WHAT YOU WILL DO: Go through the data below and return each line where the string "tracked" appears.

[Stored data entries]

........

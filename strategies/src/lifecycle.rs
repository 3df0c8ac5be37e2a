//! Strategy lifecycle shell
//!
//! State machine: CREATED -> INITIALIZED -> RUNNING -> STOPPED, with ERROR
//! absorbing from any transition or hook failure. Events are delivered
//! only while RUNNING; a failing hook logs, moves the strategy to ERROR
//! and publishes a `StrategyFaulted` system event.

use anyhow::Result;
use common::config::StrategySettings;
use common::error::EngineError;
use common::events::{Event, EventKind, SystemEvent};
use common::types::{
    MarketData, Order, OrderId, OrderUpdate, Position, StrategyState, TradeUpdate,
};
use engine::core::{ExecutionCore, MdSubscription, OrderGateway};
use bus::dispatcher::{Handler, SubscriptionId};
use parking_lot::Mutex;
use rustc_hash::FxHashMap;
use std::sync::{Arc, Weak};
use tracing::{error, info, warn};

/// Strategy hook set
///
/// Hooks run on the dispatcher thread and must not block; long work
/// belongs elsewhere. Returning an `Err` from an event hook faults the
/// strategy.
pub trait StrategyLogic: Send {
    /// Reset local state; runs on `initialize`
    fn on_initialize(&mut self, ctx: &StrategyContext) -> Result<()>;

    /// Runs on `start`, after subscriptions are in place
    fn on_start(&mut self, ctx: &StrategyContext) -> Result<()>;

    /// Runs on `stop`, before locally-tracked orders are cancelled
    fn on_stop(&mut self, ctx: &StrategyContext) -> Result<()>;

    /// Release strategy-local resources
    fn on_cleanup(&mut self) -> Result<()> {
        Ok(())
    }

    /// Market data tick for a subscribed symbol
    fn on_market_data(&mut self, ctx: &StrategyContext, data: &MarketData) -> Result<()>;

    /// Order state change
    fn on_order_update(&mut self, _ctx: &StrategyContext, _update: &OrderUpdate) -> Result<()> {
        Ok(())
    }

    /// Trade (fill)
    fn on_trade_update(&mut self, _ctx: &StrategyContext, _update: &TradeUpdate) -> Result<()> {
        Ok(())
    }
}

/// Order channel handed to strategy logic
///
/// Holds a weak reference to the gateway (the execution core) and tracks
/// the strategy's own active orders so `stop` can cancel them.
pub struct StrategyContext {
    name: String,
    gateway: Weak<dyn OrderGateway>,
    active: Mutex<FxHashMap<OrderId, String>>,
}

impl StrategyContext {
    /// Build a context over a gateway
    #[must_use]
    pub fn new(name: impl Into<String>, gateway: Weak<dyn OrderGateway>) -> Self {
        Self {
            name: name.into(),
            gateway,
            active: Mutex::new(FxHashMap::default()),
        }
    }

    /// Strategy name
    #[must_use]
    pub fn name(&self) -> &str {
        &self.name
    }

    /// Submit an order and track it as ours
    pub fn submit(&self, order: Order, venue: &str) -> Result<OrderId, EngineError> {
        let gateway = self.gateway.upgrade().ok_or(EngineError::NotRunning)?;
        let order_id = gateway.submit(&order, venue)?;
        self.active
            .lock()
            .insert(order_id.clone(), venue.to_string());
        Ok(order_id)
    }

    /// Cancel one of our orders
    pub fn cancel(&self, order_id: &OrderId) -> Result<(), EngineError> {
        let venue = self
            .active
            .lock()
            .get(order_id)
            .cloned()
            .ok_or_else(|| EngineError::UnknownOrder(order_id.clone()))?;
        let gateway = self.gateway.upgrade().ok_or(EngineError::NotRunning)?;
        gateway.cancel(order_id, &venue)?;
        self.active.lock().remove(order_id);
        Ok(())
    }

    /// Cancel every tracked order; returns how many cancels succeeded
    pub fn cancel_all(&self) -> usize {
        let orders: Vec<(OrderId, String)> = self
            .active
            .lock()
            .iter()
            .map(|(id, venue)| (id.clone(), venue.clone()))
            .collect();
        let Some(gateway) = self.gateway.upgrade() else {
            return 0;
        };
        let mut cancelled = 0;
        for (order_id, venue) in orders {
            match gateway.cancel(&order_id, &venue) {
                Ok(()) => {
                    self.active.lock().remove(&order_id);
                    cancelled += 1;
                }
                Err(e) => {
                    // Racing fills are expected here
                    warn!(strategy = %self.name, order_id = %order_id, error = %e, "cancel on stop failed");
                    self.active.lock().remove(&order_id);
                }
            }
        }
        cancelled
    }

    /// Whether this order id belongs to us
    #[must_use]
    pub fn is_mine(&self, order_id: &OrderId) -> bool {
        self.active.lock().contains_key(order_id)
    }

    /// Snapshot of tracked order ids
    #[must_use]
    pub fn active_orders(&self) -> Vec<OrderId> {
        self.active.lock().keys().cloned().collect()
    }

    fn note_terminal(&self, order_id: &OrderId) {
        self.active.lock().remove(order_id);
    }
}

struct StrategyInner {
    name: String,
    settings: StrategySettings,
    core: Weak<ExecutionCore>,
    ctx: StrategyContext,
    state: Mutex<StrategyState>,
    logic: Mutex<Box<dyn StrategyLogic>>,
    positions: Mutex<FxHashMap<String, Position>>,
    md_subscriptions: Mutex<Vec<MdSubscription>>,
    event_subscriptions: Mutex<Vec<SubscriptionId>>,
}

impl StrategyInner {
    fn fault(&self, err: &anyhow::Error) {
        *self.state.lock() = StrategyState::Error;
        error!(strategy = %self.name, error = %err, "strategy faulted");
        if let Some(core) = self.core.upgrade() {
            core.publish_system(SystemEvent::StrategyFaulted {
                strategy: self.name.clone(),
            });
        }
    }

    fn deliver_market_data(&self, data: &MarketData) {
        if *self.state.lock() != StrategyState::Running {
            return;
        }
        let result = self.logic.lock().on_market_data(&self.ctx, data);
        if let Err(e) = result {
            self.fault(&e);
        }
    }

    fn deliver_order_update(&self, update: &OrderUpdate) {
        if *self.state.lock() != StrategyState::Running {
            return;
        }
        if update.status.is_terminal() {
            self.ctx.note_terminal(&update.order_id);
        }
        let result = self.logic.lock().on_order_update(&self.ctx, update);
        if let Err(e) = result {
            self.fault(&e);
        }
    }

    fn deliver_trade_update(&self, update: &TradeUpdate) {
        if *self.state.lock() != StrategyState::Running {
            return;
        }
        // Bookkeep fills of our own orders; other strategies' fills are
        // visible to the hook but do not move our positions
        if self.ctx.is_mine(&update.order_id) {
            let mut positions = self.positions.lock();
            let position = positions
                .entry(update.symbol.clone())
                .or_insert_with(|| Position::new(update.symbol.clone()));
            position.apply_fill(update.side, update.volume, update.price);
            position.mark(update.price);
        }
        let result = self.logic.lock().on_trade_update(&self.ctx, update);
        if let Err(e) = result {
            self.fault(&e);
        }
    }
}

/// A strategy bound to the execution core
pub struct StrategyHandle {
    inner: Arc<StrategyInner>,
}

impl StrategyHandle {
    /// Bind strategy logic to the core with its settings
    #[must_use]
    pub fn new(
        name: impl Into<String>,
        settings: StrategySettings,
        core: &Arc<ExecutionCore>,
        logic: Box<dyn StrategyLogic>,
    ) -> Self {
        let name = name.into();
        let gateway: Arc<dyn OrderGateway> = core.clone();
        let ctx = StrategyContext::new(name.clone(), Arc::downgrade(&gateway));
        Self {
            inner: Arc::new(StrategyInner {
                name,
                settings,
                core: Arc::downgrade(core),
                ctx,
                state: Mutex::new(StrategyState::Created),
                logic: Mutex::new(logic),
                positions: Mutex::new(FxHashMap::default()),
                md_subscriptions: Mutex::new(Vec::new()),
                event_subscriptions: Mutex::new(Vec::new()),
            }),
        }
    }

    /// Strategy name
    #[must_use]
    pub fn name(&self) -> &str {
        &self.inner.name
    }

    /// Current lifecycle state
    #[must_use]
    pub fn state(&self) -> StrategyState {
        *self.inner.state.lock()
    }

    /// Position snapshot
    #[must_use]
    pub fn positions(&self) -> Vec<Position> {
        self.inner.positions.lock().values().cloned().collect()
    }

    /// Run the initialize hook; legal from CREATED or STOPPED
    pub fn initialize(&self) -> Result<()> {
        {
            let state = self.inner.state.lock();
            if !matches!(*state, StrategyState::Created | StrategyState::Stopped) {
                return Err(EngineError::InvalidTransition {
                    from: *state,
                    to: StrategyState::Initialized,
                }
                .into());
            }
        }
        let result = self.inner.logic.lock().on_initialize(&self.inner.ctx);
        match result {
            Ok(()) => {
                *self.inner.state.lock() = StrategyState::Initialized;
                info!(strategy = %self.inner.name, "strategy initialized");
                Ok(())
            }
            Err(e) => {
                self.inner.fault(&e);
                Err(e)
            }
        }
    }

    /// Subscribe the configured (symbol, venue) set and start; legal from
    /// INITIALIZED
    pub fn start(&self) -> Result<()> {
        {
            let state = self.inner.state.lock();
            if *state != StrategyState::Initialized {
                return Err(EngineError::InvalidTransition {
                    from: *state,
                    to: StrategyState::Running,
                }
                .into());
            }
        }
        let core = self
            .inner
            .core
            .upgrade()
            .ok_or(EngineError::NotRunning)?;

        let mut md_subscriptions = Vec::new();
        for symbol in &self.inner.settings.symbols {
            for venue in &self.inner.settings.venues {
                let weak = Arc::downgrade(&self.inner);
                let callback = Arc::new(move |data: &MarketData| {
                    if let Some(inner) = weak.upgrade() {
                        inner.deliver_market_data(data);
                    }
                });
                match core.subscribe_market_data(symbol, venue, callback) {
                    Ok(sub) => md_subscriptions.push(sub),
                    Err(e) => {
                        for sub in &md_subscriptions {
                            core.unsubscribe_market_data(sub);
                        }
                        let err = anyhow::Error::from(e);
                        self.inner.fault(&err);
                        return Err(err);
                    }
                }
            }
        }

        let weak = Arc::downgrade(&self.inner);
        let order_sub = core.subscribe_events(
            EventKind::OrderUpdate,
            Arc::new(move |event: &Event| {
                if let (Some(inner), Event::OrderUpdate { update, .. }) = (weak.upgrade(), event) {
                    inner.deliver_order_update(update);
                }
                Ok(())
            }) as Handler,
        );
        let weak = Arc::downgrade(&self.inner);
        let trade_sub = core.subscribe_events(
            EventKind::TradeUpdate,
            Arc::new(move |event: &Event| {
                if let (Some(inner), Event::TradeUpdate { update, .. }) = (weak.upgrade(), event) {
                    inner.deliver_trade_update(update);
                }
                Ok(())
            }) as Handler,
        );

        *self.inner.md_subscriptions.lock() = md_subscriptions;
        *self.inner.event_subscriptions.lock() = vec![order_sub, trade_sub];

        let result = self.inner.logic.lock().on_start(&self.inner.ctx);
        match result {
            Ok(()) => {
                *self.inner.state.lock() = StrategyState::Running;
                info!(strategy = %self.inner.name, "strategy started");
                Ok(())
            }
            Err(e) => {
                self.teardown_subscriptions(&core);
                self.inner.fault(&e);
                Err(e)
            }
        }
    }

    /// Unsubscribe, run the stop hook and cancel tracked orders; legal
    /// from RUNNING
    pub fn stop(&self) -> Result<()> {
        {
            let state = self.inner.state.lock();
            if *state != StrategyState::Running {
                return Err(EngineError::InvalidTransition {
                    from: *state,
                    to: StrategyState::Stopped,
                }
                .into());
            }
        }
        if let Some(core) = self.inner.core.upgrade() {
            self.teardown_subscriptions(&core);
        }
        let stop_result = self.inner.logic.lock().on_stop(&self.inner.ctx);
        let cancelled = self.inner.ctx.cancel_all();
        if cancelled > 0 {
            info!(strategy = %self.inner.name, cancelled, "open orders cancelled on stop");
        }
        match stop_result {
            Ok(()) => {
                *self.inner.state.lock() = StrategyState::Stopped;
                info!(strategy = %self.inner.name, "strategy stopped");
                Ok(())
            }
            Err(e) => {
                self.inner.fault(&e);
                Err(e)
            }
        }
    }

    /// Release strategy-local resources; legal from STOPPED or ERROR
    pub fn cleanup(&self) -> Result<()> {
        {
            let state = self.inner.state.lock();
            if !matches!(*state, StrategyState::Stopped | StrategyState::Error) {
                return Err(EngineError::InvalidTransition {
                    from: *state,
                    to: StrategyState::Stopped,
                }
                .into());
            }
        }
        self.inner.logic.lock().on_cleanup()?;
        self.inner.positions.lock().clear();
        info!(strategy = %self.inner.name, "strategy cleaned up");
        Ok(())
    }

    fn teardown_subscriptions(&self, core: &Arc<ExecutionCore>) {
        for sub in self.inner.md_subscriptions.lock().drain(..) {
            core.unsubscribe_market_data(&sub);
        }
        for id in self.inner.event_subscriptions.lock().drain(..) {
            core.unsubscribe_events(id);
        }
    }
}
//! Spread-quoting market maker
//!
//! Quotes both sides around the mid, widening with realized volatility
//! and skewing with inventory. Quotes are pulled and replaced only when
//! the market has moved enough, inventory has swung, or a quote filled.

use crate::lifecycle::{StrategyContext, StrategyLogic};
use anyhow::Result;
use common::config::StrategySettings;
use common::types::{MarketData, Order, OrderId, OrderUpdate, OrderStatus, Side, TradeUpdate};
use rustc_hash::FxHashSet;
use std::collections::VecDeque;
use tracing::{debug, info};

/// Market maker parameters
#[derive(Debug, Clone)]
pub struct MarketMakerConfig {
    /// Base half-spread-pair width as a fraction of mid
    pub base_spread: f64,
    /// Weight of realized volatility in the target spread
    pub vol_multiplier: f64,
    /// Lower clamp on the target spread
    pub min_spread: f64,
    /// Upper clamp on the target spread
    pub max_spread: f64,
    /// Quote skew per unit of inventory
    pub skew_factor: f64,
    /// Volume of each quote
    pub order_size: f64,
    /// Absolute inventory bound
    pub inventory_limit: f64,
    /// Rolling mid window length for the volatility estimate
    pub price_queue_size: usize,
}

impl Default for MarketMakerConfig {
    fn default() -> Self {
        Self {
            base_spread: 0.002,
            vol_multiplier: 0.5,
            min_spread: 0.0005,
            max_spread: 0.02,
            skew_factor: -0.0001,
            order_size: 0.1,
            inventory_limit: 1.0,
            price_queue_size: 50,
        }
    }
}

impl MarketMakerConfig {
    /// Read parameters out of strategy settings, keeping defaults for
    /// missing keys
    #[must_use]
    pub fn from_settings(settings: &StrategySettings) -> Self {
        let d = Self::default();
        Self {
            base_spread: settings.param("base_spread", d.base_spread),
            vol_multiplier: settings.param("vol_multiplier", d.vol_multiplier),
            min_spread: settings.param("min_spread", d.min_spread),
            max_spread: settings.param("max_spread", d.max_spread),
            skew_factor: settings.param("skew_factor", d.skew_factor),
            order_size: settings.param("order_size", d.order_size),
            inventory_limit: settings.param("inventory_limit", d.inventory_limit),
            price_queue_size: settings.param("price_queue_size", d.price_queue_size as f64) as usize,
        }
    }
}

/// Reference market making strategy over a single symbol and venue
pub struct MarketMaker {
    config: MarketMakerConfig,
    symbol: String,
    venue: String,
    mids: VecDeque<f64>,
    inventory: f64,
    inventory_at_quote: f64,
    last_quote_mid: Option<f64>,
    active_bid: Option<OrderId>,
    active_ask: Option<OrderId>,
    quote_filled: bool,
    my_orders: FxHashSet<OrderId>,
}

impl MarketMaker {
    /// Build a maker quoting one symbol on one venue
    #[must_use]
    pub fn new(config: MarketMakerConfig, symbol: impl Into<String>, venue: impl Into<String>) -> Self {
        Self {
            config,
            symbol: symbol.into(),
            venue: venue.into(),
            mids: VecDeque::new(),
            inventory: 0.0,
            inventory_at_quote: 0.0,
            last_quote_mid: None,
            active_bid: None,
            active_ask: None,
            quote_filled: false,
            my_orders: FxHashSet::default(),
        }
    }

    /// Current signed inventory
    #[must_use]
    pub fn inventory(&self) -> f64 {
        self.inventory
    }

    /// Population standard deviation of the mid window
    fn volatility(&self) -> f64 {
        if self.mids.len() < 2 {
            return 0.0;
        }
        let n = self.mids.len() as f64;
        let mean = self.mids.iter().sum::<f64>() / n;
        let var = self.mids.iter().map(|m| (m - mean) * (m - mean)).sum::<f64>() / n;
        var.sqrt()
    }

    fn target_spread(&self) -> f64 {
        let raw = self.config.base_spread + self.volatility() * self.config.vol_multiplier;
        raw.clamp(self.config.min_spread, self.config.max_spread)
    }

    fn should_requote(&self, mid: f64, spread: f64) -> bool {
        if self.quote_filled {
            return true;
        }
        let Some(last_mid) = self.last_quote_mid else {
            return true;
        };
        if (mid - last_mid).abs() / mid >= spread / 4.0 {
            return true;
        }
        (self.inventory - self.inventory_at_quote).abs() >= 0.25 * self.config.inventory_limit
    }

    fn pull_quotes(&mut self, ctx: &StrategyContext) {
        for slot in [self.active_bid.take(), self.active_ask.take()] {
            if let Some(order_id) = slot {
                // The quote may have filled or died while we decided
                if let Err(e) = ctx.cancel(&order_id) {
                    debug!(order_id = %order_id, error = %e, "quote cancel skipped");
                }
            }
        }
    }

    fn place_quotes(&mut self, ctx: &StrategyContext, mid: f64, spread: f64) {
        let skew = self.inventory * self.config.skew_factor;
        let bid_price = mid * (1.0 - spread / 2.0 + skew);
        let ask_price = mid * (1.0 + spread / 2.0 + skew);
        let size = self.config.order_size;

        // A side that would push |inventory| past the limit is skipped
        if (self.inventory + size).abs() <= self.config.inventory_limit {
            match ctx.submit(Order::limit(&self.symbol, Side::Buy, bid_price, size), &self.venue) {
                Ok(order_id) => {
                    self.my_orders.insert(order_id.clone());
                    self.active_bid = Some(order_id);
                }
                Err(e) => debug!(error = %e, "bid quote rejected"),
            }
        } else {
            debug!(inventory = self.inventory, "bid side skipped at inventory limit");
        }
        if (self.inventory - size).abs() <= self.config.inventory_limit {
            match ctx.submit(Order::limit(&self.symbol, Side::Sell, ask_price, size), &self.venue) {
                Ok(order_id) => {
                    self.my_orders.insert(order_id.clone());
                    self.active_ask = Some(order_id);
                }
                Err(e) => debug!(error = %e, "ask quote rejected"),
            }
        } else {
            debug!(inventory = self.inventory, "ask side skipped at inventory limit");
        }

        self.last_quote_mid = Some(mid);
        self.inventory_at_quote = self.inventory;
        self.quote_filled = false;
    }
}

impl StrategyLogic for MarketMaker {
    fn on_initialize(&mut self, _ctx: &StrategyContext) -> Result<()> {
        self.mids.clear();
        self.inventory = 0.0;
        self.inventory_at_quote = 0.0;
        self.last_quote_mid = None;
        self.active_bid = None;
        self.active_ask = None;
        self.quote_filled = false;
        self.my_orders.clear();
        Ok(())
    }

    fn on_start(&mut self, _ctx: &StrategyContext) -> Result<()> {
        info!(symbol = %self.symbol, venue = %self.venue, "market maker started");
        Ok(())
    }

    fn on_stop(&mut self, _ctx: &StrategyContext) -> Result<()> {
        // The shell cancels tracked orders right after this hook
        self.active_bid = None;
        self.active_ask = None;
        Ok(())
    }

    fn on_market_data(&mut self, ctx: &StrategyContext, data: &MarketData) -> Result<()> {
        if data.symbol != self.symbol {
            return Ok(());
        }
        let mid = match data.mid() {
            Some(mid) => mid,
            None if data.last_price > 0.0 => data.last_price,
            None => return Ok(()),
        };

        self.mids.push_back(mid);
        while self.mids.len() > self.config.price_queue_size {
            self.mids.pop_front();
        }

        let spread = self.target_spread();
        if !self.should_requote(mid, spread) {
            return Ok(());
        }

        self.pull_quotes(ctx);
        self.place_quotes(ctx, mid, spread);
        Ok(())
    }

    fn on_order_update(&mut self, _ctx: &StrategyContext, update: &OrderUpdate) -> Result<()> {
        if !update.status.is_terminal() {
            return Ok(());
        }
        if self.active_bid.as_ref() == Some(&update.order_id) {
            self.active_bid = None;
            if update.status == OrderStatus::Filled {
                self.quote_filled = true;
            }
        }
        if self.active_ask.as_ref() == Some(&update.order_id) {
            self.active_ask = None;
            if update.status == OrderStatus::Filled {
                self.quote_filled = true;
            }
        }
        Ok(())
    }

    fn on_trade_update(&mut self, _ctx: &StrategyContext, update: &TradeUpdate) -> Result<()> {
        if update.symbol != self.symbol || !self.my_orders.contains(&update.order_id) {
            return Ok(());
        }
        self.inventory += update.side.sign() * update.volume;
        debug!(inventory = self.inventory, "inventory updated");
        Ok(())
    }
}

........

ANSWER TO THIS PROBLEM:
    /// Runs on `stop`, before locally-tracked orders are cancelled
    /// Cancel every tracked order; returns how many cancels succeeded
    /// Snapshot of tracked order ids
    /// Unsubscribe, run the stop hook and cancel tracked orders; legal
        // The shell cancels tracked orders right after this hook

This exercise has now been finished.